THE PROBLEM
Using the string "aliases" as the key, pull each matching line out of the records below.

BEGIN

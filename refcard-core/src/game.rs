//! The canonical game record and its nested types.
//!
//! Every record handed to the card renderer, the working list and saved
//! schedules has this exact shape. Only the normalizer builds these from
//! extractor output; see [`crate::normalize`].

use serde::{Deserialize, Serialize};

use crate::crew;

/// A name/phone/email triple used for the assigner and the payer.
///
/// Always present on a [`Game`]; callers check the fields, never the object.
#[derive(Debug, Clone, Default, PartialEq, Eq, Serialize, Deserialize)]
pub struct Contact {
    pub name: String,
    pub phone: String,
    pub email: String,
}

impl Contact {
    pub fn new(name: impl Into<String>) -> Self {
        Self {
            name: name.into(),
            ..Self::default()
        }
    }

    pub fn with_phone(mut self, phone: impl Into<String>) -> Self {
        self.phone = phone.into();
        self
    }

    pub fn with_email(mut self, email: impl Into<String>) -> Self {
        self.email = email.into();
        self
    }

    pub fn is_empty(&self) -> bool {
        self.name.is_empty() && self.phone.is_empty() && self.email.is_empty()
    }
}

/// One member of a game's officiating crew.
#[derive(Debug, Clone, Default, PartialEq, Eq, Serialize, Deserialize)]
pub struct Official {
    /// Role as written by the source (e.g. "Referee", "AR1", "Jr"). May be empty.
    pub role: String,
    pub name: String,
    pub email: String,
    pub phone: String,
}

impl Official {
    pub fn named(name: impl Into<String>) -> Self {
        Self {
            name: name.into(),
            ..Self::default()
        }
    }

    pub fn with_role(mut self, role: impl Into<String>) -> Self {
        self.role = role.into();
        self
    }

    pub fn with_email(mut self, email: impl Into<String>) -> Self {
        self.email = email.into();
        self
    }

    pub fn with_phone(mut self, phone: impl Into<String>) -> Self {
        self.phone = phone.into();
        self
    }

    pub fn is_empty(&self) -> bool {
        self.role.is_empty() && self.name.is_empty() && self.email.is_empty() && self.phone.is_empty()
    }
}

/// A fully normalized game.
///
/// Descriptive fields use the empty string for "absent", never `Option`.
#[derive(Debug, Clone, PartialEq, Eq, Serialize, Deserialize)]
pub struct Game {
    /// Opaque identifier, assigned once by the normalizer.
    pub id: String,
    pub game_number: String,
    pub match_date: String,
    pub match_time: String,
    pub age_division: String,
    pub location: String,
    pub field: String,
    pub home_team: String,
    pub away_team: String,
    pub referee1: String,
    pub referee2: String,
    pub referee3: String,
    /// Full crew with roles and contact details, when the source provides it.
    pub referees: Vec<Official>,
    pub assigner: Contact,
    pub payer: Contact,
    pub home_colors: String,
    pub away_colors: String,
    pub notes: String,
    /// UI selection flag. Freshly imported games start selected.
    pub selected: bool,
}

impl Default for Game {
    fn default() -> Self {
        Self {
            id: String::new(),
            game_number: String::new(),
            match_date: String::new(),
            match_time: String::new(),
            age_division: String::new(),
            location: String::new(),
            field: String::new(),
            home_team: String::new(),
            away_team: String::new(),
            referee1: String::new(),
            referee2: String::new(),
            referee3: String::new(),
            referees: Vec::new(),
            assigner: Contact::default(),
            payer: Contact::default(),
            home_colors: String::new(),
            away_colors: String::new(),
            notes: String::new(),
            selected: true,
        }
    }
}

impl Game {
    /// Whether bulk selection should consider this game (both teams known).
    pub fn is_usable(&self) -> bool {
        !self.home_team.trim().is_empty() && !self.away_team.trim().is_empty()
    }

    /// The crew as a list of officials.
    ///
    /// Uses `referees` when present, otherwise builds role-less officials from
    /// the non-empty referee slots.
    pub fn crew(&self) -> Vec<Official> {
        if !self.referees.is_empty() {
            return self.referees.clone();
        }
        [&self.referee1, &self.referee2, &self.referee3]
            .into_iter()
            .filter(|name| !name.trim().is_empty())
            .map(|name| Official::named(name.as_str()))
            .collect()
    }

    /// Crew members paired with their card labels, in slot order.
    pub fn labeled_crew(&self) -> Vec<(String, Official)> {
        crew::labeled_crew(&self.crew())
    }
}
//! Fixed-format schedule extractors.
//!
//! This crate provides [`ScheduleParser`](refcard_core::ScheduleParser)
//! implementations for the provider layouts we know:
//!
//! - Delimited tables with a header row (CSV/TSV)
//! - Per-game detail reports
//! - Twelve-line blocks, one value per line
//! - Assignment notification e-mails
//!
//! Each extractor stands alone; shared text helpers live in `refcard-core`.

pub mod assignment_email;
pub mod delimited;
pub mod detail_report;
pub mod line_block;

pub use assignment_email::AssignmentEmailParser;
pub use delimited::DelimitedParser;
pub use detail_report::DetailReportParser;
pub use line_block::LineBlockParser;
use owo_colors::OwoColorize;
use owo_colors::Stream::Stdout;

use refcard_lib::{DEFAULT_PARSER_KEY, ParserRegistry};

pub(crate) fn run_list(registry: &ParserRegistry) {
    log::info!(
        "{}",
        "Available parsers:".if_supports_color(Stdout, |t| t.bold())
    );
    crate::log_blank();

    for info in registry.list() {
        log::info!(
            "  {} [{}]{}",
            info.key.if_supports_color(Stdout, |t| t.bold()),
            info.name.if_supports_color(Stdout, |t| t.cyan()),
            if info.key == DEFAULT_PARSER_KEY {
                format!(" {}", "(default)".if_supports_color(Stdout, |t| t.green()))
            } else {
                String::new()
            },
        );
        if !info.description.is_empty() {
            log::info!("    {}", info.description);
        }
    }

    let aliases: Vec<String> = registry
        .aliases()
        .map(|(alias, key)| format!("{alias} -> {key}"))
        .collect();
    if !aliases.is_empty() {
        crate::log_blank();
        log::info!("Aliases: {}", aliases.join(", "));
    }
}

END

ANSWER TO THIS EXERCISE
    let aliases: Vec<String> = registry
        .aliases()
    if !aliases.is_empty() {
        log::info!("Aliases: {}", aliases.join(", "));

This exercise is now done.